_Work instruction_.
Filter the data for lines with the word "SellRequest", then copy every line so identified.

··· Source data

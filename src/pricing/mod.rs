//! Price resolution
//!
//! Prices come from the exchange's price table first and from a public
//! fallback source when the exchange has no usable quote.

mod coingecko;

pub use coingecko::{source_id, CoinGeckoClient};

use crate::exchange::PriceTable;
use crate::telemetry::{self, CounterMetric, LatencyMetric};
use async_trait::async_trait;
use rust_decimal::Decimal;
use std::sync::Arc;
use std::time::Instant;

/// Trait for best-effort price sources queried by asset ticker
#[async_trait]
pub trait FallbackPriceSource: Send + Sync {
    /// Price of one unit of `asset` in `quote`
    async fn fetch_price(&self, asset: &str, quote: &str) -> anyhow::Result<Decimal>;
}

/// Resolves an asset's price in the quote currency
#[derive(Clone)]
pub struct PriceResolver {
    quote_asset: String,
    fallback: Arc<dyn FallbackPriceSource>,
}

impl PriceResolver {
    pub fn new(quote_asset: impl Into<String>, fallback: Arc<dyn FallbackPriceSource>) -> Self {
        Self {
            quote_asset: quote_asset.into(),
            fallback,
        }
    }

    pub fn quote_asset(&self) -> &str {
        &self.quote_asset
    }

    /// Trading pair of `asset` against the quote currency
    pub fn pair(&self, asset: &str) -> String {
        format!("{}{}", asset, self.quote_asset)
    }

    /// Resolve the price of `asset`
    ///
    /// Returns zero when neither the table nor the fallback source yields a
    /// positive price. Never fails.
    pub async fn resolve(&self, asset: &str, table: &PriceTable) -> Decimal {
        if let Some(price) = table.get(&self.pair(asset)) {
            if price > Decimal::ZERO {
                return price;
            }
        }

        let started = Instant::now();
        let result = self.fallback.fetch_price(asset, &self.quote_asset).await;
        telemetry::record_latency(LatencyMetric::FallbackPrice, started.elapsed());

        match result {
            Ok(price) if price > Decimal::ZERO => {
                tracing::debug!(%asset, %price, "Resolved price from fallback source");
                price
            }
            Ok(price) => {
                tracing::warn!(%asset, %price, "Fallback source returned no usable price");
                telemetry::increment(CounterMetric::FallbackMisses, None);
                Decimal::ZERO
            }
            Err(e) => {
                tracing::warn!(%asset, error = %e, "Fallback price lookup failed");
                telemetry::increment(CounterMetric::FallbackMisses, None);
                Decimal::ZERO
            }
        }
    }
}

#[cfg(any(test, feature = "testing"))]
pub mod testing {
    use super::*;
    use std::collections::HashMap;
    use std::sync::Mutex;

    /// Fallback source answering from a fixed table and recording lookups
    #[derive(Default)]
    pub struct StaticPriceSource {
        prices: HashMap<String, Decimal>,
        pub calls: Mutex<Vec<String>>,
    }

    impl StaticPriceSource {
        pub fn new(prices: &[(&str, Decimal)]) -> Self {
            Self {
                prices: prices.iter().map(|(a, p)| (a.to_string(), *p)).collect(),
                calls: Mutex::new(vec![]),
            }
        }

        pub fn call_count(&self) -> usize {
            self.calls.lock().unwrap().len()
        }
    }

    #[async_trait]
    impl FallbackPriceSource for StaticPriceSource {
        async fn fetch_price(&self, asset: &str, _quote: &str) -> anyhow::Result<Decimal> {
            self.calls.lock().unwrap().push(asset.to_string());
            self.prices
                .get(asset)
                .copied()
                .ok_or_else(|| anyhow::anyhow!("no price for {}", asset))
        }
    }
}
//! HTTP request and response bodies
//!
//! Field names follow the contract the web frontend already consumes, and
//! amounts are sent as JSON numbers.

use crate::exchange::{Credentials, Side};
use crate::service::AssetValuation;
use crate::trading::{TradeRequest, TradeResult};
use rust_decimal::Decimal;
use serde::{Deserialize, Serialize};

/// Body of `/balance` and `/sellable_assets`
#[derive(Debug, Deserialize)]
pub struct BalanceRequest {
    pub api_key: String,
    pub api_secret: String,
}

impl BalanceRequest {
    pub fn credentials(&self) -> Credentials {
        Credentials::new(&self.api_key, &self.api_secret)
    }
}

/// One requested trade
#[derive(Debug, Deserialize)]
pub struct TradeItem {
    pub symbol: String,
    pub amount: Decimal,
}

/// Body of `/sell`
#[derive(Debug, Deserialize)]
pub struct SellRequest {
    pub api_key: String,
    pub api_secret: String,
    pub sell: Vec<TradeItem>,
}

/// Body of `/buy`
#[derive(Debug, Deserialize)]
pub struct BuyRequest {
    pub api_key: String,
    pub api_secret: String,
    pub buy: Vec<TradeItem>,
}

/// A batch order request with its side resolved
pub struct BatchRequest {
    pub credentials: Credentials,
    pub side: Side,
    pub requests: Vec<TradeRequest>,
}

fn trade_requests(items: Vec<TradeItem>) -> Vec<TradeRequest> {
    items
        .into_iter()
        .map(|item| TradeRequest::new(item.symbol, item.amount))
        .collect()
}

impl From<SellRequest> for BatchRequest {
    fn from(body: SellRequest) -> Self {
        Self {
            credentials: Credentials::new(body.api_key, body.api_secret),
            side: Side::Sell,
            requests: trade_requests(body.sell),
        }
    }
}

impl From<BuyRequest> for BatchRequest {
    fn from(body: BuyRequest) -> Self {
        Self {
            credentials: Credentials::new(body.api_key, body.api_secret),
            side: Side::Buy,
            requests: trade_requests(body.buy),
        }
    }
}

/// A valued holding
#[derive(Debug, Serialize)]
pub struct AssetBody {
    pub symbol: String,
    #[serde(with = "rust_decimal::serde::float")]
    pub amount: Decimal,
    #[serde(with = "rust_decimal::serde::float")]
    pub price: Decimal,
    #[serde(with = "rust_decimal::serde::float")]
    pub value_usdt: Decimal,
}

impl From<AssetValuation> for AssetBody {
    fn from(asset: AssetValuation) -> Self {
        Self {
            symbol: asset.symbol,
            amount: asset.amount,
            price: asset.price,
            value_usdt: asset.value,
        }
    }
}

/// One trade outcome; exactly one of `usdt_received` / `usdt_spent` is set
#[derive(Debug, Serialize)]
pub struct TradeResultBody {
    pub symbol: String,
    #[serde(with = "rust_decimal::serde::float")]
    pub amount: Decimal,
    #[serde(with = "rust_decimal::serde::float")]
    pub price: Decimal,
    #[serde(with = "rust_decimal::serde::float")]
    pub actual_price: Decimal,
    #[serde(
        with = "rust_decimal::serde::float_option",
        skip_serializing_if = "Option::is_none"
    )]
    pub usdt_received: Option<Decimal>,
    #[serde(
        with = "rust_decimal::serde::float_option",
        skip_serializing_if = "Option::is_none"
    )]
    pub usdt_spent: Option<Decimal>,
    /// Unix seconds
    pub timestamp: i64,
    #[serde(skip_serializing_if = "Option::is_none")]
    pub error: Option<String>,
}

impl From<TradeResult> for TradeResultBody {
    fn from(result: TradeResult) -> Self {
        let (usdt_received, usdt_spent) = match result.side {
            Side::Sell => (Some(result.quote_amount), None),
            Side::Buy => (None, Some(result.quote_amount)),
        };

        Self {
            symbol: result.symbol,
            amount: result.amount,
            price: result.price,
            actual_price: result.realized_price,
            usdt_received,
            usdt_spent,
            timestamp: result.timestamp.timestamp(),
            error: result.error,
        }
    }
}

/// Body returned by `/sell` and `/buy`
#[derive(Debug, Serialize)]
pub struct BatchResponse {
    pub results: Vec<TradeResultBody>,
}
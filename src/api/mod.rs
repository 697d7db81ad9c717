//! HTTP API
//!
//! Thin axum layer over `TradingService`: parse the body, call the service,
//! shape the response.

mod error;
mod handlers;
mod types;

pub use error::ApiError;
pub use types::{
    AssetBody, BalanceRequest, BatchResponse, BuyRequest, SellRequest, TradeItem, TradeResultBody,
};

use crate::config::ServerConfig;
use crate::service::TradingService;
use axum::http::HeaderValue;
use axum::routing::{get, post};
use axum::Router;
use std::sync::Arc;
use tower_http::cors::{AllowHeaders, AllowMethods, AllowOrigin, CorsLayer};
use tower_http::trace::TraceLayer;

/// Build the application router
pub fn create_router(service: Arc<TradingService>, config: &ServerConfig) -> Router {
    Router::new()
        .route("/health", get(handlers::health))
        .route("/balance", post(handlers::balance))
        .route("/sellable_assets", post(handlers::sellable_assets))
        .route("/sell", post(handlers::sell))
        .route("/buy", post(handlers::buy))
        .layer(cors_layer(&config.cors_origins))
        .layer(TraceLayer::new_for_http())
        .with_state(service)
}

/// CORS for the configured origins, with credentials
///
/// Credentialed CORS cannot use the `*` wildcard, so it is dropped along
/// with any origin that is not a valid header value.
fn cors_layer(origins: &[String]) -> CorsLayer {
    CorsLayer::new()
        .allow_origin(AllowOrigin::list(allowed_origins(origins)))
        .allow_credentials(true)
        .allow_methods(AllowMethods::mirror_request())
        .allow_headers(AllowHeaders::mirror_request())
}

fn allowed_origins(origins: &[String]) -> Vec<HeaderValue> {
    origins
        .iter()
        .filter_map(|origin| {
            if origin.trim() == "*" {
                tracing::warn!("Ignoring wildcard CORS origin, credentials require explicit origins");
                return None;
            }
            match HeaderValue::from_str(origin) {
                Ok(value) => Some(value),
                Err(e) => {
                    tracing::warn!(%origin, error = %e, "Ignoring invalid CORS origin");
                    None
                }
            }
        })
        .collect()
}

/// Serve until ctrl-c
pub async fn serve(service: Arc<TradingService>, config: &ServerConfig) -> anyhow::Result<()> {
    let app = create_router(service, config);
    let listener = tokio::net::TcpListener::bind(&config.bind).await?;

    tracing::info!(addr = %listener.local_addr()?, "HTTP API listening");

    axum::serve(listener, app)
        .with_graceful_shutdown(async {
            if let Err(e) = tokio::signal::ctrl_c().await {
                tracing::error!(error = %e, "Failed to listen for shutdown signal");
            }
            tracing::info!("Received shutdown signal");
        })
        .await?;

    Ok(())
}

······

_Result_.
pub struct SellRequest {
impl From<SellRequest> for BatchRequest {
    fn from(body: SellRequest) -> Self {
    AssetBody, BalanceRequest, BatchResponse, BuyRequest, SellRequest, TradeItem, TradeResultBody,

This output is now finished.